Disability Discrimination: Prisoners

      A detainee in a county jail was assigned to a division that houses detainees who need canes, crutches, or walkers. He filed a lawsuit asserting claims under the Americans with Disabilities Act (ADA), 42 U.S.C. 12131–34, and the Rehabilitation Act, 29 U.S.C.794, alleging that the division lacks grab bars and other necessary fixtures to accommodate disabled detainees. He stated that he fell and was injured. He unsuccessfully sought to represent a class of similarly situated detainees.
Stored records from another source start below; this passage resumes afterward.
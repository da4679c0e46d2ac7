//! Time system for Outpost
//!
//! Two clocks live here. `NetworkClock` is the wrapping clock shared by all
//! peers of a session; cooldown timestamps are only meaningful modulo its
//! period. `GameTime` tracks local frame time and turns it into fixed
//! simulation ticks.

use serde::{Deserialize, Serialize};

/// Period of the shared network clock in seconds.
///
/// The relay provides a millisecond counter in a `u32`, so the clock wraps
/// after `u32::MAX` milliseconds.
pub const CLOCK_PERIOD: f64 = u32::MAX as f64 / 1000.0;

/// Elapsed time from `last` to `now` on a clock that wraps every `period`.
pub fn wrapping_elapsed(last: f64, now: f64, period: f64) -> f64 {
    (now - last + period).rem_euclid(period)
}

/// Errors that can occur when configuring clocks
#[derive(Debug, Clone, PartialEq, thiserror::Error)]
pub enum ClockError {
    #[error("Clock period must be positive and finite, got {0}")]
    InvalidPeriod(f64),

    #[error("Tick rate must be positive, got {0}")]
    InvalidTickRate(f32),
}

/// Wrapping clock shared by every peer of a session
#[derive(Debug, Clone, Copy, PartialEq, Serialize, Deserialize)]
pub struct NetworkClock {
    period: f64,
    now: f64,
}

impl Default for NetworkClock {
    fn default() -> Self {
        Self {
            period: CLOCK_PERIOD,
            now: 0.0,
        }
    }
}

impl NetworkClock {
    /// Create a clock with the relay's standard period
    pub fn new() -> Self {
        Self::default()
    }

    /// Create a clock with a custom period (mostly useful for tests)
    pub fn with_period(period: f64) -> Result<Self, ClockError> {
        if !(period.is_finite() && period > 0.0) {
            return Err(ClockError::InvalidPeriod(period));
        }
        Ok(Self { period, now: 0.0 })
    }

    /// Current clock reading in `[0, period)`
    pub fn now(&self) -> f64 {
        self.now
    }

    /// Clock period in seconds
    pub fn period(&self) -> f64 {
        self.period
    }

    /// Advance by a frame delta, wrapping at the period
    pub fn advance(&mut self, delta: f64) {
        self.now = (self.now + delta.max(0.0)).rem_euclid(self.period);
    }

    /// Adopt the authority's reading
    pub fn sync(&mut self, now: f64) {
        self.now = now.rem_euclid(self.period);
    }

    /// Seconds elapsed since `last`, correct across a wrap
    pub fn elapsed_since(&self, last: f64) -> f64 {
        wrapping_elapsed(last, self.now, self.period)
    }
}

/// Configuration for local frame time
#[derive(Debug, Clone, Serialize, Deserialize)]
pub struct TimeConfig {
    /// Simulation ticks per second
    pub tick_rate: f32,
    /// Maximum delta time to prevent spiral of death
    pub max_delta_time: f32,
}

impl Default for TimeConfig {
    fn default() -> Self {
        Self {
            tick_rate: 30.0,
            max_delta_time: 0.25,
        }
    }
}

impl TimeConfig {
    /// Seconds per simulation tick
    pub fn tick_seconds(&self) -> f32 {
        1.0 / self.tick_rate
    }
}

/// Local frame time tracking
#[derive(Debug, Clone)]
pub struct GameTime {
    /// Configuration
    pub config: TimeConfig,
    /// Time since session start in seconds
    pub total_time: f64,
    /// Delta time for this frame (clamped)
    pub delta_time: f32,
    /// Frame counter
    pub frame_count: u64,
    /// Whether the simulation is paused
    pub paused: bool,
    /// Accumulated time not yet consumed by ticks
    tick_accumulator: f32,
}

impl Default for GameTime {
    fn default() -> Self {
        Self {
            config: TimeConfig::default(),
            total_time: 0.0,
            delta_time: 0.0,
            frame_count: 0,
            paused: false,
            tick_accumulator: 0.0,
        }
    }
}

impl GameTime {
    /// Create a new game time with custom config
    pub fn new(config: TimeConfig) -> Result<Self, ClockError> {
        if !(config.tick_rate > 0.0) {
            return Err(ClockError::InvalidTickRate(config.tick_rate));
        }
        Ok(Self {
            config,
            ..Default::default()
        })
    }

    /// Update with the raw delta from the previous frame
    pub fn update(&mut self, raw_delta: f32) {
        self.frame_count += 1;

        if self.paused {
            self.delta_time = 0.0;
            return;
        }

        self.delta_time = raw_delta.clamp(0.0, self.config.max_delta_time);
        self.total_time += self.delta_time as f64;
        self.tick_accumulator += self.delta_time;
    }

    /// Number of simulation ticks to run this frame
    pub fn due_ticks(&mut self) -> u32 {
        let step = self.config.tick_seconds();
        let mut ticks = 0;
        while self.tick_accumulator >= step {
            self.tick_accumulator -= step;
            ticks += 1;
        }
        ticks
    }

    /// Pause the simulation
    pub fn pause(&mut self) {
        self.paused = true;
    }

    /// Resume the simulation
    pub fn resume(&mut self) {
        self.paused = false;
    }
}

#[cfg(test)]
mod tests {
    use super::*;

    #[test]
    fn test_elapsed_simple() {
        let mut clock = NetworkClock::new();
        clock.advance(10.0);
        assert!((clock.elapsed_since(4.0) - 6.0).abs() < 1e-9);
    }

    #[test]
    fn test_elapsed_across_wrap() {
        let period = CLOCK_PERIOD;
        let last = period - 0.5;
        let mut clock = NetworkClock::new();
        clock.sync(0.25);
        let elapsed = clock.elapsed_since(last);
        assert!((elapsed - 0.75).abs() < 1e-6, "elapsed was {}", elapsed);
    }

    #[test]
    fn test_advance_wraps() {
        let mut clock = NetworkClock::with_period(10.0).unwrap();
        clock.advance(9.0);
        clock.advance(3.0);
        assert!((clock.now() - 2.0).abs() < 1e-9);
    }

    #[test]
    fn test_invalid_period_rejected() {
        assert!(NetworkClock::with_period(0.0).is_err());
        assert!(NetworkClock::with_period(f64::NAN).is_err());
    }

    #[test]
    fn test_sync_normalises() {
        let mut clock = NetworkClock::with_period(10.0).unwrap();
        clock.sync(-1.0);
        assert!((clock.now() - 9.0).abs() < 1e-9);
    }

    #[test]
    fn test_game_time_ticks() {
        let mut time = GameTime::new(TimeConfig {
            tick_rate: 10.0,
            max_delta_time: 1.0,
        })
        .unwrap();
        time.update(0.35);
        assert_eq!(time.due_ticks(), 3);
        time.update(0.06);
        assert_eq!(time.due_ticks(), 1);
        assert_eq!(time.frame_count, 2);
    }

    #[test]
    fn test_game_time_pause() {
        let mut time = GameTime::default();
        time.pause();
        time.update(0.1);
        assert_eq!(time.delta_time, 0.0);
        assert_eq!(time.due_ticks(), 0);
    }
}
The court reasoned that the appropriate accommodation of any detainee’s situation depends on personal characteristics, so common questions do not predominate under Federal Rule of Civil Procedure (FRCP) 23(b)(3). The plaintiff proposed an alternative class to avoid person-specific questions, contending that Division 10, which was constructed in 1992, violates 28 C.F.R. 42.522(b)'s requirement that as of “1988 … construction or alteration of buildings” must comply with the Uniform Federal Accessibility Standards. The Standards require accessible toilets to have grab bars nearby and accessible showers to have mounted seats. The trial court rejected this proposal, reasoning that to determine whether the Structural Standards control, thereby mooting the reasonable accommodation inquiry, would require a ruling on the merits, which would “run afoul of the rule against one-way intervention.”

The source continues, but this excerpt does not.